Indian population 1890: Assinaboine Sioux, 719; Yankton or Dakota Sioux (including 110 Gros Ventres), 1,121; total, 1,840.

Fort Peck Reservation

Port Peck reservation is located in northeastern Montana, on the north bank of the Missouri River, and is crossed by the Great Northern Railroad. The agency is on the reservation. The name of the railroad station is Poplar, and the name of the post office is Poplar Creek Agency, making it somewhat difficult to determine just where to locate it.
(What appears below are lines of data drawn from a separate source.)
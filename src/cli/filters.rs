//! Filter enums for list commands

use clap::ValueEnum;

use crate::entities::BladeStatus;

/// Lifecycle filter for `blade list`
#[derive(Debug, Clone, Copy, ValueEnum, Default, PartialEq, Eq)]
pub enum StatusFilter {
    /// Blades that still accept sharpenings
    Open,
    /// Blades that received their terminal sharpening
    Terminal,
    /// Every blade - default
    #[default]
    All,
}

impl StatusFilter {
    pub fn matches(&self, status: BladeStatus) -> bool {
        match self {
            StatusFilter::Open => status == BladeStatus::Available,
            StatusFilter::Terminal => status == BladeStatus::Terminal,
            StatusFilter::All => true,
        }
    }
}

/// Active-flag filter for blade types and users
#[derive(Debug, Clone, Copy, ValueEnum, Default, PartialEq, Eq)]
pub enum ActiveFilter {
    Active,
    Inactive,
    #[default]
    All,
}

impl ActiveFilter {
    pub fn matches(&self, active: bool) -> bool {
        match self {
            ActiveFilter::Active => active,
            ActiveFilter::Inactive => !active,
            ActiveFilter::All => true,
        }
    }
}
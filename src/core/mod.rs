//! Core module - fundamental types and services

pub mod auth;
pub mod config;
pub mod dashboard;
pub mod directory;
pub mod entity;
pub mod export;
pub mod identity;
pub mod lifecycle;
pub mod project;
pub mod session;
pub mod shortid;
pub mod store;
pub mod validation;

pub use auth::{AuthError, IdentityProvider, LocalIdentity};
pub use config::Config;
pub use dashboard::{Dashboard, ReportError};
pub use directory::{
    BladeTypeForm, BranchForm, Directory, DirectoryEditor, DirectoryError, UserForm,
};
pub use entity::Entity;
pub use identity::{EntityId, EntityPrefix, IdParseError};
pub use lifecycle::{
    BladeLifecycle, BladeSnapshot, LifecycleError, LookupOutcome, NewBlade, SharpeningForm,
};
pub use project::{Project, ProjectError};
pub use session::{sign_in, IdentityGate, Session};
pub use shortid::ShortIdIndex;
pub use store::{DocumentStore, FileStore, MemoryStore, StoreError};
pub use validation::ValidationError;
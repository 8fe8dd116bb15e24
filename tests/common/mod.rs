//! Shared test helpers for integration tests
//!
//! This module provides common utilities used across all test files.

#![allow(dead_code)]

use assert_cmd::cargo;
use assert_cmd::Command;
use tempfile::TempDir;

pub const ADMIN_EMAIL: &str = "admin@example.com";
pub const ADMIN_PASSWORD: &str = "secret1";

/// Helper to get a sawtrack command isolated from the user's config and env
pub fn sawtrack() -> Command {
    let mut cmd = Command::new(cargo::cargo_bin!("sawtrack"));
    cmd.env("XDG_CONFIG_HOME", std::env::temp_dir().join("sawtrack-tests-no-config"))
        .env_remove("SAWTRACK_PASSWORD")
        .env_remove("SAWTRACK_NEW_PASSWORD")
        .env_remove("SAWTRACK_DEFAULT_BRANCH")
        .env_remove("SAWTRACK_REPORT_DIR")
        .env_remove("SAWTRACK_LOG");
    cmd
}

/// Helper to run a command inside the project
pub fn run_in(tmp: &TempDir, args: &[&str]) -> assert_cmd::assert::Assert {
    sawtrack().current_dir(tmp.path()).args(args).assert()
}

/// Helper to create a project with the "Main" branch and an administrator
pub fn setup_test_project() -> TempDir {
    let tmp = TempDir::new().unwrap();
    run_in(
        &tmp,
        &["init", "--admin-email", ADMIN_EMAIL, "--password", ADMIN_PASSWORD],
    )
    .success();
    tmp
}

/// Helper to sign in
pub fn login(tmp: &TempDir, email: &str, password: &str) {
    run_in(tmp, &["login", "--email", email, "--password", password]).success();
}

/// Helper to create a project and sign in as its administrator
pub fn setup_signed_in_project() -> TempDir {
    let tmp = setup_test_project();
    login(&tmp, ADMIN_EMAIL, ADMIN_PASSWORD);
    tmp
}

/// Helper to create a blade type and return its ID
pub fn create_blade_type(tmp: &TempDir, code: &str, name: &str) -> String {
    let output = sawtrack()
        .current_dir(tmp.path())
        .args(["type", "new", "--code", code, "--name", name, "--format", "id"])
        .output()
        .unwrap();
    assert!(output.status.success(), "type new failed: {:?}", output);
    String::from_utf8_lossy(&output.stdout).trim().to_string()
}

/// Helper to create a branch and return its ID
pub fn create_branch(tmp: &TempDir, name: &str) -> String {
    let output = sawtrack()
        .current_dir(tmp.path())
        .args([
            "branch", "new", "--name", name, "--address", "Av. Central 12", "--phone", "555-0100",
            "--format", "id",
        ])
        .output()
        .unwrap();
    assert!(output.status.success(), "branch new failed: {:?}", output);
    String::from_utf8_lossy(&output.stdout).trim().to_string()
}

/// Helper to register a blade at the "Main" branch
pub fn register_blade(tmp: &TempDir, code: &str, blade_type: &str) {
    run_in(
        tmp,
        &["blade", "register", code, "--branch", "Main", "--type", blade_type],
    )
    .success();
}
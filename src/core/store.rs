//! Document store - the collections every component reads and writes
//!
//! The store is schemaless at the storage layer (documents are plain YAML
//! or JSON values) and typed at the boundary: every read goes through the
//! entity's serde model, and [`FileStore`] additionally checks each document
//! against its embedded JSON schema before handing it out.

use std::collections::{HashMap, HashSet};
use std::fs;
use std::path::{Path, PathBuf};

use miette::Diagnostic;
use serde_json::Value;
use thiserror::Error;
use tracing::{debug, trace};
use walkdir::WalkDir;

use crate::core::entity::Entity;
use crate::core::identity::{EntityId, EntityPrefix};
use crate::core::project::Project;
use crate::schema::{SchemaError, SchemaRegistry, Validator};
use crate::yaml::{parse_document, YamlError};

/// File extension of stored documents
pub const DOCUMENT_EXT: &str = "yaml";

#[derive(Debug, Error, Diagnostic)]
pub enum StoreError {
    #[error("I/O error at {path}: {source}")]
    #[diagnostic(code(sawtrack::store::io))]
    Io {
        path: PathBuf,
        #[source]
        source: std::io::Error,
    },

    #[error(transparent)]
    #[diagnostic(transparent)]
    Yaml(#[from] YamlError),

    #[error(transparent)]
    #[diagnostic(transparent)]
    Schema(#[from] SchemaError),

    #[error("document {path} does not match the {collection} schema: {}", .errors.join("; "))]
    #[diagnostic(
        code(sawtrack::store::invalid_document),
        help("Fix the document by hand or run 'sawtrack validate' for a full report")
    )]
    InvalidDocument {
        path: String,
        collection: &'static str,
        errors: Vec<String>,
    },

    #[error("failed to encode or decode a {collection} document: {message}")]
    #[diagnostic(code(sawtrack::store::serde))]
    Serde {
        collection: &'static str,
        message: String,
    },

    #[error("{id} already exists in {collection}")]
    #[diagnostic(code(sawtrack::store::exists))]
    AlreadyExists {
        collection: &'static str,
        id: EntityId,
    },

    #[error("{id} not found in {collection}")]
    #[diagnostic(code(sawtrack::store::not_found))]
    NotFound {
        collection: &'static str,
        id: EntityId,
    },

    #[error("document store unavailable: {0}")]
    #[diagnostic(code(sawtrack::store::unavailable))]
    Unavailable(String),
}

/// Read/write access to the five collections.
///
/// Reads take `&self`; every read is a fresh point-in-time fetch.
pub trait DocumentStore {
    /// Fetch every document of a collection, in storage order
    fn fetch_all<T: Entity>(&self) -> Result<Vec<T>, StoreError>;

    /// Create a new document; fails if the ID is taken
    fn create<T: Entity>(&mut self, doc: &T) -> Result<(), StoreError>;

    /// Overwrite an existing document; fails if it does not exist
    fn update<T: Entity>(&mut self, doc: &T) -> Result<(), StoreError>;

    /// Remove a document; fails if it does not exist
    fn delete<T: Entity>(&mut self, id: &EntityId) -> Result<(), StoreError>;

    /// Fetch documents whose top-level `field` equals `value`
    fn fetch_where<T: Entity>(&self, field: &str, value: &Value) -> Result<Vec<T>, StoreError> {
        let mut matches = Vec::new();
        for doc in self.fetch_all::<T>()? {
            let encoded = encode(&doc)?;
            if encoded.get(field) == Some(value) {
                matches.push(doc);
            }
        }
        Ok(matches)
    }

    /// Fetch a single document by ID
    fn fetch<T: Entity>(&self, id: &EntityId) -> Result<Option<T>, StoreError> {
        Ok(self.fetch_all::<T>()?.into_iter().find(|d| d.id() == id))
    }
}

fn encode<T: Entity>(doc: &T) -> Result<Value, StoreError> {
    serde_json::to_value(doc).map_err(|e| StoreError::Serde {
        collection: T::collection(),
        message: e.to_string(),
    })
}

fn decode<T: Entity>(value: Value) -> Result<T, StoreError> {
    serde_json::from_value(value).map_err(|e| StoreError::Serde {
        collection: T::collection(),
        message: e.to_string(),
    })
}

// =========================================================================
// FileStore
// =========================================================================

/// YAML files under a project root: `<collection>/<ID>.yaml`
pub struct FileStore {
    root: PathBuf,
    validator: Validator,
}

impl FileStore {
    /// Open the store for a project
    pub fn open(project: &Project) -> Result<Self, StoreError> {
        Self::at(project.root())
    }

    /// Open a store rooted at an arbitrary directory
    pub fn at(root: &Path) -> Result<Self, StoreError> {
        let validator = Validator::new(&SchemaRegistry::default())?;
        Ok(Self {
            root: root.to_path_buf(),
            validator,
        })
    }

    fn collection_dir(&self, prefix: EntityPrefix) -> PathBuf {
        self.root.join(prefix.collection())
    }

    fn document_path(&self, id: &EntityId) -> PathBuf {
        self.collection_dir(id.prefix())
            .join(format!("{}.{}", id, DOCUMENT_EXT))
    }

    /// Document files of a collection, sorted by file name
    pub fn document_paths(&self, prefix: EntityPrefix) -> Vec<PathBuf> {
        let dir = self.collection_dir(prefix);
        WalkDir::new(&dir)
            .min_depth(1)
            .max_depth(1)
            .sort_by_file_name()
            .into_iter()
            .filter_map(|e| e.ok())
            .filter(|e| e.file_type().is_file())
            .map(|e| e.into_path())
            .filter(|p| p.extension().is_some_and(|ext| ext == DOCUMENT_EXT))
            .collect()
    }

    /// Read one document as a raw value and check it against its schema
    pub fn read_value(&self, prefix: EntityPrefix, path: &Path) -> Result<Value, StoreError> {
        let content = fs::read_to_string(path).map_err(|source| StoreError::Io {
            path: path.to_path_buf(),
            source,
        })?;
        let filename = path.display().to_string();
        let value = parse_document(&content, &filename)?;

        let errors = self.validator.validate(prefix, &value);
        if !errors.is_empty() {
            return Err(StoreError::InvalidDocument {
                path: filename,
                collection: prefix.collection(),
                errors,
            });
        }
        Ok(value)
    }

    fn write<T: Entity>(&self, doc: &T) -> Result<(), StoreError> {
        let path = self.document_path(doc.id());
        let yaml = serde_yml::to_string(doc).map_err(|e| StoreError::Serde {
            collection: T::collection(),
            message: e.to_string(),
        })?;
        if let Some(parent) = path.parent() {
            fs::create_dir_all(parent).map_err(|source| StoreError::Io {
                path: parent.to_path_buf(),
                source,
            })?;
        }
        fs::write(&path, yaml).map_err(|source| StoreError::Io {
            path: path.clone(),
            source,
        })?;
        trace!(path = %path.display(), "wrote document");
        Ok(())
    }
}

impl DocumentStore for FileStore {
    fn fetch_all<T: Entity>(&self) -> Result<Vec<T>, StoreError> {
        let paths = self.document_paths(T::PREFIX);
        debug!(collection = T::collection(), count = paths.len(), "fetching collection");
        paths
            .iter()
            .map(|path| self.read_value(T::PREFIX, path).and_then(decode::<T>))
            .collect()
    }

    fn fetch<T: Entity>(&self, id: &EntityId) -> Result<Option<T>, StoreError> {
        if id.prefix() != T::PREFIX {
            return Ok(None);
        }
        let path = self.document_path(id);
        if !path.exists() {
            return Ok(None);
        }
        self.read_value(T::PREFIX, &path).and_then(decode).map(Some)
    }

    fn create<T: Entity>(&mut self, doc: &T) -> Result<(), StoreError> {
        if self.document_path(doc.id()).exists() {
            return Err(StoreError::AlreadyExists {
                collection: T::collection(),
                id: *doc.id(),
            });
        }
        self.write(doc)
    }

    fn update<T: Entity>(&mut self, doc: &T) -> Result<(), StoreError> {
        if !self.document_path(doc.id()).exists() {
            return Err(StoreError::NotFound {
                collection: T::collection(),
                id: *doc.id(),
            });
        }
        self.write(doc)
    }

    fn delete<T: Entity>(&mut self, id: &EntityId) -> Result<(), StoreError> {
        let path = self.document_path(id);
        if id.prefix() != T::PREFIX || !path.exists() {
            return Err(StoreError::NotFound {
                collection: T::collection(),
                id: *id,
            });
        }
        fs::remove_file(&path).map_err(|source| StoreError::Io { path, source })
    }
}

// =========================================================================
// MemoryStore
// =========================================================================

/// Write operations that can be made to fail in a [`MemoryStore`]
#[derive(Debug, Clone, Copy, PartialEq, Eq, Hash)]
pub enum WriteOp {
    Create,
    Update,
    Delete,
}

/// In-process store keeping documents as JSON values in insertion order
#[derive(Debug, Default)]
pub struct MemoryStore {
    collections: HashMap<EntityPrefix, Vec<Value>>,
    failing: HashSet<(WriteOp, EntityPrefix)>,
}

impl MemoryStore {
    pub fn new() -> Self {
        Self::default()
    }

    /// Make every `op` on the collection of `prefix` fail with `Unavailable`
    pub fn inject_failure(&mut self, op: WriteOp, prefix: EntityPrefix) {
        self.failing.insert((op, prefix));
    }

    /// Number of documents stored in a collection
    pub fn len(&self, prefix: EntityPrefix) -> usize {
        self.collections.get(&prefix).map_or(0, Vec::len)
    }

    pub fn is_empty(&self, prefix: EntityPrefix) -> bool {
        self.len(prefix) == 0
    }

    fn check(&self, op: WriteOp, prefix: EntityPrefix) -> Result<(), StoreError> {
        if self.failing.contains(&(op, prefix)) {
            return Err(StoreError::Unavailable(format!(
                "{:?} on {} rejected",
                op,
                prefix.collection()
            )));
        }
        Ok(())
    }

    fn position(&self, id: &EntityId) -> Option<usize> {
        let wanted = Value::String(id.to_string());
        self.collections
            .get(&id.prefix())?
            .iter()
            .position(|doc| doc.get("id") == Some(&wanted))
    }
}

impl DocumentStore for MemoryStore {
    fn fetch_all<T: Entity>(&self) -> Result<Vec<T>, StoreError> {
        self.collections
            .get(&T::PREFIX)
            .map(|docs| docs.iter().cloned().map(decode::<T>).collect())
            .unwrap_or_else(|| Ok(Vec::new()))
    }

    fn create<T: Entity>(&mut self, doc: &T) -> Result<(), StoreError> {
        self.check(WriteOp::Create, T::PREFIX)?;
        if self.position(doc.id()).is_some() {
            return Err(StoreError::AlreadyExists {
                collection: T::collection(),
                id: *doc.id(),
            });
        }
        let value = encode(doc)?;
        self.collections.entry(T::PREFIX).or_default().push(value);
        Ok(())
    }

    fn update<T: Entity>(&mut self, doc: &T) -> Result<(), StoreError> {
        self.check(WriteOp::Update, T::PREFIX)?;
        let pos = self.position(doc.id()).ok_or(StoreError::NotFound {
            collection: T::collection(),
            id: *doc.id(),
        })?;
        let value = encode(doc)?;
        if let Some(docs) = self.collections.get_mut(&T::PREFIX) {
            docs[pos] = value;
        }
        Ok(())
    }

    fn delete<T: Entity>(&mut self, id: &EntityId) -> Result<(), StoreError> {
        self.check(WriteOp::Delete, T::PREFIX)?;
        let pos = self
            .position(id)
            .filter(|_| id.prefix() == T::PREFIX)
            .ok_or(StoreError::NotFound {
                collection: T::collection(),
                id: *id,
            })?;
        if let Some(docs) = self.collections.get_mut(&T::PREFIX) {
            docs.remove(pos);
        }
        Ok(())
    }
}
The Indians at this agency consist of 2 tribes, the Assinaboine Sioux and the Yankton or Dakota Sioux (including 100 Gros Ventres), and all may be classed as belonging to the Sioux Nation. The agency buildings, including those at Wolf Point, a sub-agency, number in all 28, and are estimated as being worth about $23,000. The buildings seem to be ample, commodious, and. well situated on a high and dry plateau, where drainage is good. The only objection to the location is on account of the supply of water, which at present is hauled from the Missouri River in barrels by ox teams driven by Indians. The water cannot be obtained in quantities sufficient to furnish a supply for protection in ease of fire. The estimated value of furniture is about $250. The total number of persons employed at the agency, including police, is 58, receiving a compensation of $23,200 per annum.

The value of the stock and farming implements belonging to the agency is estimated at $3,500. There are but few mixed bloods or half-breeds, but what few there are are mostly employed either as policemen at the agency or as scouts at the military posts, herders, and teamsters.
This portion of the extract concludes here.